Uncle Jimmy’s defection caused not a ripple on Alexandra’s bland horizon: her Missionary Society refreshments were still the best in town; her activities in Maycomb’s three cultural clubs increased; she improved her collection of milk glass when Atticus pried Uncle Jimmy’s money loose from him; in short, she despised men and thrived out of their presence. That her son had developed all the latent characteristics of a three-dollar bill escaped her notice—all she knew was that she was glad he lived in Birmingham because he was oppressively devoted to her, which meant that she felt obliged to make an effort to reciprocate, which she could not with any spontaneity do.

To all parties present and participating in the life of the county, however, Alexandra was the last of her kind: she had river-boat, boarding-school manners; let any moral come along and she would uphold it; she was a disapprover; she was an incurable gossip.

When Alexandra went to finishing school, self-doubt could not be found in any textbook, so she knew not its meaning; she was never bored, and given the slightest chance she would exercise her royal prerogative: she would arrange, advise, caution, and warn.

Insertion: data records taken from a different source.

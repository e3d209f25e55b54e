//! Native function storage and callable trait.

use std::fmt;
use std::rc::Rc;

use super::{CallContext, Value};
use crate::RuntimeError;

/// Type-erased native function installed in a method table.
///
/// Wraps any [`NativeCallable`] so functions of different shapes are stored
/// uniformly. Cloning shares the underlying callable.
#[derive(Clone)]
pub struct NativeFn {
    inner: Rc<dyn NativeCallable>,
}

impl NativeFn {
    /// Create a new NativeFn from a closure.
    pub fn new<F>(f: F) -> Self
    where
        F: Fn(&CallContext<'_>) -> Result<Value, RuntimeError> + 'static,
    {
        Self { inner: Rc::new(f) }
    }

    /// Create a new NativeFn from any [`NativeCallable`].
    pub fn from_callable<C>(callable: C) -> Self
    where
        C: NativeCallable + 'static,
    {
        Self {
            inner: Rc::new(callable),
        }
    }

    /// Call this native function with the given context.
    pub fn call(&self, ctx: &CallContext<'_>) -> Result<Value, RuntimeError> {
        self.inner.call(ctx)
    }
}

impl fmt::Debug for NativeFn {
    fn fmt(&self, f: &mut fmt::Formatter<'_>) -> fmt::Result {
        f.debug_struct("NativeFn").finish_non_exhaustive()
    }
}

/// Trait for callable native functions.
///
/// The runtime hands every call a [`CallContext`] holding the receiver and
/// the raw argument list; the callee returns the result value or raises.
pub trait NativeCallable {
    fn call(&self, ctx: &CallContext<'_>) -> Result<Value, RuntimeError>;
}

impl<F> NativeCallable for F
where
    F: Fn(&CallContext<'_>) -> Result<Value, RuntimeError>,
{
    fn call(&self, ctx: &CallContext<'_>) -> Result<Value, RuntimeError> {
        (self)(ctx)
    }
}

#[cfg(test)]
mod tests {
    use super::*;

    #[test]
    fn native_fn_call() {
        let native = NativeFn::new(|ctx: &CallContext<'_>| {
            let sum = ctx.args().iter().filter_map(Value::as_int).sum::<i64>();
            Ok(Value::Int(sum))
        });

        let args = [Value::Int(10), Value::Int(20)];
        let ctx = CallContext::new(&Value::Nil, "sum", &args);
        assert_eq!(native.call(&ctx).unwrap(), Value::Int(30));
    }

    struct Constant(i64);

    impl NativeCallable for Constant {
        fn call(&self, _ctx: &CallContext<'_>) -> Result<Value, RuntimeError> {
            Ok(Value::Int(self.0))
        }
    }

    #[test]
    fn native_fn_from_callable() {
        let native = NativeFn::from_callable(Constant(9));
        let ctx = CallContext::new(&Value::Nil, "nine", &[]);
        assert_eq!(native.call(&ctx).unwrap(), Value::Int(9));
    }

    #[test]
    fn native_fn_clone_shares_callable() {
        let native = NativeFn::new(|_: &CallContext<'_>| Ok(Value::Bool(true)));
        let copy = native.clone();
        let ctx = CallContext::new(&Value::Nil, "t", &[]);
        assert_eq!(copy.call(&ctx).unwrap(), Value::Bool(true));
        assert!(format!("{:?}", native).contains("NativeFn"));
    }
}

She was completely unaware that with one twist of the tongue she could plunge Jean Louise into a moral turmoil by making her niece doubt her own motives and best intentions, by tweaking the protestant, philistine strings of Jean Louise’s conscience until they vibrated like a spectral zither. Had Alexandra ever pressed Jean Louise’s vulnerable points with awareness, she could have added another scalp to her belt, but after years of tactical study Jean Louise knew her enemy. Although she could rout her, Jean Louise had not yet learned how to repair the enemy’s damage.

The last time she skirmished with Alexandra was when her brother died. After Jem’s funeral, they were in the kitchen cleaning up the remains of the tribal banquets that are a part of dying in Maycomb. Calpurnia, the Finches’ old cook, had run off the place and not come back when she learned of Jem’s death. Alexandra attacked like Hannibal: “I do think, Jean Louise, that now is the time for you to come home for good. Your father needs you so.”

From long experience, Jean Louise bristled immediately. You lie, she thought. If Atticus needed me I would know it. I can’t make you understand how I’d know it because I can’t get through to you. “Need me?” she said.

“Yes, dear. Surely you understand that. I shouldn’t have to tell you.”

Tell me. Settle me. There you go, wading in your clodhoppers through our private territory. Why, he and I don’t even talk about it.

“Aunty, if Atticus needs me, you know I’ll stay. Right now he needs me like a hole in the head. We’d be miserable here in the house together. He knows it, I know it. Don’t you see that unless we go back to what we were doing before this happened, our recovery’ll be far slower? Aunty, I can’t make you understand, but truly, the only way I can do my duty to Atticus is by doing what I’m doing—making my own living and my own life. The only time Atticus’ll need me is when his health fails, and I don’t have to tell you what I’d do then. Don’t you see?”

No, she didn’t. Alexandra saw what Maycomb saw: Maycomb expected every daughter to do her duty. The duty of his only daughter to her widowed father after the death of his only son was clear: Jean Louise would return and make her home with Atticus; that was what a daughter did, and she who did not was no daughter.